[Recorded information]

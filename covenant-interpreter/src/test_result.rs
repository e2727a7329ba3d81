//! Outcome of evaluating one test expression

use std::error::Error;
use std::fmt;
use std::sync::Arc;

/// Cause attached to a result when evaluation itself failed
pub type FailureCause = Arc<dyn Error + Send + Sync + 'static>;

/// Immutable result of a test evaluation.
///
/// `message` is present whenever the test did not pass; `failure_cause`
/// only when the expression could not be evaluated at all.
#[derive(Clone)]
pub struct TestResult {
    passed: bool,
    message: Option<String>,
    failure_cause: Option<FailureCause>,
}

impl TestResult {
    pub fn pass() -> Self {
        Self {
            passed: true,
            message: None,
            failure_cause: None,
        }
    }

    /// The expression evaluated to `false`
    pub fn fail(message: impl Into<String>) -> Self {
        Self {
            passed: false,
            message: Some(message.into()),
            failure_cause: None,
        }
    }

    /// The expression evaluated to something other than a boolean
    pub fn non_boolean(actual_type: &str) -> Self {
        Self::fail(format!(
            "Test returned \"{}\", instead of boolean.",
            actual_type
        ))
    }

    /// The expression could not be parsed or evaluated
    pub fn error<E>(message: impl Into<String>, cause: E) -> Self
    where
        E: Error + Send + Sync + 'static,
    {
        Self {
            passed: false,
            message: Some(message.into()),
            failure_cause: Some(Arc::new(cause)),
        }
    }

    pub fn passed(&self) -> bool {
        self.passed
    }

    pub fn message(&self) -> Option<&str> {
        self.message.as_deref()
    }

    pub fn failure_cause(&self) -> Option<&FailureCause> {
        self.failure_cause.as_ref()
    }
}

impl fmt::Debug for TestResult {
    fn fmt(&self, f: &mut fmt::Formatter<'_>) -> fmt::Result {
        f.debug_struct("TestResult")
            .field("passed", &self.passed)
            .field("message", &self.message)
            .field(
                "failure_cause",
                &self.failure_cause.as_ref().map(|cause| cause.to_string()),
            )
            .finish()
    }
}

impl fmt::Display for TestResult {
    fn fmt(&self, f: &mut fmt::Formatter<'_>) -> fmt::Result {
        match (&self.message, self.passed) {
            (_, true) => write!(f, "passed"),
            (Some(message), false) => write!(f, "failed: {}", message),
            (None, false) => write!(f, "failed"),
        }
    }
}
//! Error types for value operations

use thiserror::Error;

/// Error type for value operations
#[derive(Error, Debug, Clone, PartialEq)]
pub enum ValueError {
    /// Type mismatch error
    #[error("Type error: expected {expected}, got {actual}")]
    TypeError {
        expected: &'static str,
        actual: &'static str,
    },

    /// Index out of bounds
    #[error("Index {index} out of bounds for list of length {length}")]
    IndexOutOfBounds { index: i64, length: usize },

    /// Key or field not found
    #[error("No property '{key}' on {owner}")]
    KeyNotFound { key: String, owner: String },

    /// Invalid operation
    #[error("Invalid operation: {0}")]
    InvalidOperation(String),

    /// Division by zero
    #[error("Division by zero")]
    DivisionByZero,
}

/// Result type for value operations
pub type ValueResult<T> = Result<T, ValueError>;
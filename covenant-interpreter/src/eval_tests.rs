use super::*;
use covenant_core::ObjectRef;

fn env() -> Environment {
    let mut env = Environment::new();
    env.define(
        "this",
        Value::from(
            ObjectRef::new("Account")
                .with_field("name", "foo")
                .with_field("i", 2),
        ),
    );
    env.define("name", Value::from("foo"));
    env.define("i", Value::from(2));
    env.define("xs", Value::List(vec![Value::from(1), Value::from(2), Value::from(3)]));
    env.define("nothing", Value::Null);
    env
}

fn eval(source: &str) -> EvalResult<Value> {
    let env = env();
    let expr = covenant_parser::parse(source)?;
    Evaluator::new(&env).eval(&expr)
}

fn truthy(source: &str) -> bool {
    match eval(source) {
        Ok(Value::Boolean(b)) => b,
        other => panic!("{} did not evaluate to a boolean: {:?}", source, other),
    }
}

#[test]
fn test_object_properties_and_methods() {
    assert!(truthy("this.name.length() > 0 && this.i > 1"));
    assert!(truthy("name != null && i > 0"));
    assert!(!truthy("this.i > 2"));
}

#[test]
fn test_short_circuit_skips_undefined_symbols() {
    assert!(!truthy("false && undefined_thing"));
    assert!(truthy("true || undefined_thing"));
    assert!(matches!(
        eval("true && undefined_thing"),
        Err(EvalError::UndefinedSymbol(name)) if name == "undefined_thing"
    ));
}

#[test]
fn test_numeric_equality_across_types() {
    assert!(truthy("1 == 1.0"));
    assert!(truthy("2 eq 2"));
    assert!(truthy("null == nothing"));
    assert!(truthy("'a' ne 'b'"));
}

#[test]
fn test_arithmetic() {
    assert_eq!(eval("7 / 2").unwrap(), Value::Integer(3));
    assert_eq!(eval("7 % 4").unwrap(), Value::Integer(3));
    assert_eq!(eval("1 + 0.5").unwrap(), Value::Float(1.5));
    assert_eq!(eval("-i + 1").unwrap(), Value::Integer(-1));
    assert!(matches!(
        eval("1 / 0"),
        Err(EvalError::Value(ValueError::DivisionByZero))
    ));
    assert!(matches!(
        eval("9223372036854775807 + 1"),
        Err(EvalError::Overflow("+"))
    ));
}

#[test]
fn test_string_concatenation() {
    assert_eq!(eval("name + '-' + i").unwrap(), Value::from("foo-2"));
}

#[test]
fn test_comparisons() {
    assert!(truthy("'abc' < 'abd'"));
    assert!(truthy("1.5 ge 1"));
    assert!(matches!(eval("'a' < 1"), Err(EvalError::TypeError(_))));
}

#[test]
fn test_conditional() {
    assert_eq!(eval("i > 1 ? 'big' : 'small'").unwrap(), Value::from("big"));
    assert!(matches!(eval("i ? 1 : 2"), Err(EvalError::TypeError(_))));
}

#[test]
fn test_string_methods() {
    assert!(truthy("name.startsWith('f') && name.endsWith('o')"));
    assert!(truthy("name.contains('oo')"));
    assert!(truthy("name.toUpperCase() == 'FOO'"));
    assert!(truthy("'  x '.trim().equals('x')"));
    assert!(truthy("''.isEmpty()"));
}

#[test]
fn test_list_methods_and_index() {
    assert!(truthy("xs.size() == 3 && xs.contains(2)"));
    assert_eq!(eval("xs[0]").unwrap(), Value::Integer(1));
    assert_eq!(eval("xs.get(2)").unwrap(), Value::Integer(3));
    assert_eq!(eval("[1, 2] + [3]").unwrap().to_string(), "[1, 2, 3]");
    assert!(matches!(
        eval("xs[7]"),
        Err(EvalError::Value(ValueError::IndexOutOfBounds { index: 7, length: 3 }))
    ));
}

#[test]
fn test_method_errors() {
    assert!(matches!(
        eval("name.frobnicate()"),
        Err(EvalError::UnknownMethod { receiver: "string", .. })
    ));
    assert!(matches!(
        eval("name.contains()"),
        Err(EvalError::ArityError { expected: 1, actual: 0, .. })
    ));
    assert!(matches!(
        eval("nothing.length()"),
        Err(EvalError::Value(ValueError::InvalidOperation(_)))
    ));
}

#[test]
fn test_null_property_access_fails() {
    assert!(eval("nothing.name").is_err());
    assert!(matches!(
        eval("this.missing"),
        Err(EvalError::Value(ValueError::KeyNotFound { .. }))
    ));
}

#[test]
fn test_abs() {
    assert_eq!(eval("(-3).abs()").unwrap(), Value::Integer(3));
    assert_eq!(eval("(0 - 2.5).abs()").unwrap(), Value::Float(2.5));
}
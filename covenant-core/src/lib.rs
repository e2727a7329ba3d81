//! Core types for the Covenant contract engine
//!
//! This crate provides the building blocks shared by the parser, the
//! expression interpreter and the contract enforcer:
//! - Runtime value representation, including live object references
//! - The per-check execution context ([`TestContext`])

pub mod context;
pub mod value;

pub use context::{Instance, TestContext};
pub use value::{Object, ObjectRef, Value, ValueError, ValueResult};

[/Recorded information]

- [Problem to work on] Show every line from the entries that includes the word "ValueError".

- [Exercise result]
pub enum ValueError {
pub type ValueResult<T> = Result<T, ValueError>;
        Err(EvalError::Value(ValueError::DivisionByZero))
        Err(EvalError::Value(ValueError::IndexOutOfBounds { index: 7, length: 3 }))
        Err(EvalError::Value(ValueError::InvalidOperation(_)))
        Err(EvalError::Value(ValueError::KeyNotFound { .. }))
pub use value::{Object, ObjectRef, Value, ValueError, ValueResult};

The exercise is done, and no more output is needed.